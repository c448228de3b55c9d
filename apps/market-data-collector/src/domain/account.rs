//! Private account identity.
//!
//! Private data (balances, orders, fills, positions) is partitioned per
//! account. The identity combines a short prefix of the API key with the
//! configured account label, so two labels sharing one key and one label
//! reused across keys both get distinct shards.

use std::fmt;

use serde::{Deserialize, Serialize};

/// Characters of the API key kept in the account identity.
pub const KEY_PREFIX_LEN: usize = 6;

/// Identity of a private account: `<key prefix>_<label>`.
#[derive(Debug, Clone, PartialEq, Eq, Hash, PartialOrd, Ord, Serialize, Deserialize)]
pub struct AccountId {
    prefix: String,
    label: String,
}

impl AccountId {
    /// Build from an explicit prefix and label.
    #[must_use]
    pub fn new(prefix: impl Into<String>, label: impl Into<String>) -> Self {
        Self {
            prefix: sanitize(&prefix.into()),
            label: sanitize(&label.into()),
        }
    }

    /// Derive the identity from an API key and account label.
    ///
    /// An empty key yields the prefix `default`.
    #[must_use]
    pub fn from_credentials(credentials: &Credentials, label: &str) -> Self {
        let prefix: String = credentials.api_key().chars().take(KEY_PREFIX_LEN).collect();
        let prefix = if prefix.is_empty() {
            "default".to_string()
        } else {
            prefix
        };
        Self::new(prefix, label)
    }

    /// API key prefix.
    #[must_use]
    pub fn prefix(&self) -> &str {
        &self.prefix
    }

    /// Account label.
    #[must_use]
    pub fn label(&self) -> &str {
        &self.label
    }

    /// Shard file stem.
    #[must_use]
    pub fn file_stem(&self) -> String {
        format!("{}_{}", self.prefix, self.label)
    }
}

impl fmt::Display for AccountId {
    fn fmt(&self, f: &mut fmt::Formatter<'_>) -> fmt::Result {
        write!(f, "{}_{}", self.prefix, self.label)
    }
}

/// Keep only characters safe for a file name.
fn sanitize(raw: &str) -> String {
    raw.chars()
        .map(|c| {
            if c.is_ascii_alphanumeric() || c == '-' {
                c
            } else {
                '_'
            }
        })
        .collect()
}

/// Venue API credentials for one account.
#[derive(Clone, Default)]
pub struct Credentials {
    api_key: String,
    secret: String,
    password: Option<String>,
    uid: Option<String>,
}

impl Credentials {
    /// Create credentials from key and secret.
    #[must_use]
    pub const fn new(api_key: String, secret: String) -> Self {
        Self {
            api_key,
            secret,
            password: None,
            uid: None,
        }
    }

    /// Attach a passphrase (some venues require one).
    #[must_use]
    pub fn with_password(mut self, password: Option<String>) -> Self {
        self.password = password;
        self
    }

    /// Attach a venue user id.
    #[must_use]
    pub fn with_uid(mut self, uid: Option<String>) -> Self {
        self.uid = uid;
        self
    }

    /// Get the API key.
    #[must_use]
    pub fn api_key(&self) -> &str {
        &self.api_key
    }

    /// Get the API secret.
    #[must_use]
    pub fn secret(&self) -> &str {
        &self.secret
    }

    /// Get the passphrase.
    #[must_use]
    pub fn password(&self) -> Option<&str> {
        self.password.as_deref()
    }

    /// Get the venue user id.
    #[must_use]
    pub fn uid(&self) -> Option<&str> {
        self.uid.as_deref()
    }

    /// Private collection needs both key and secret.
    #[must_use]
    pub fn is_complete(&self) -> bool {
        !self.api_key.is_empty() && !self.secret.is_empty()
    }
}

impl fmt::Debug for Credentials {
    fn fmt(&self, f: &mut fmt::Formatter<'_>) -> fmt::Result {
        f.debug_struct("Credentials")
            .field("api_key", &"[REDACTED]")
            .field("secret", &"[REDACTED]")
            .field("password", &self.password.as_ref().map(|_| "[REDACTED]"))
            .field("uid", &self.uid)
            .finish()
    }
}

....................

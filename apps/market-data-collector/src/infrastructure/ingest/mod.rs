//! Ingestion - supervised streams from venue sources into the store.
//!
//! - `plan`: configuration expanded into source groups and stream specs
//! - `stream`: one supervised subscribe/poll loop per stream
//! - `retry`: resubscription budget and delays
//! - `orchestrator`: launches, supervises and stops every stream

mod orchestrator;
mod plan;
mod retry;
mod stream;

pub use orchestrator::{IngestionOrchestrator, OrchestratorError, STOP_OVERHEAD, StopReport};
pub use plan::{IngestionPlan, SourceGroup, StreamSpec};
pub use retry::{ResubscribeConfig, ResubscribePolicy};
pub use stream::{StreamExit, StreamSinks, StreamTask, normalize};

....................

__ASSIGNED TASK__
Across all of the records above, how many lines include the string "secret"? Answer with one number only.

__OUTPUT FOR THIS TASK__
10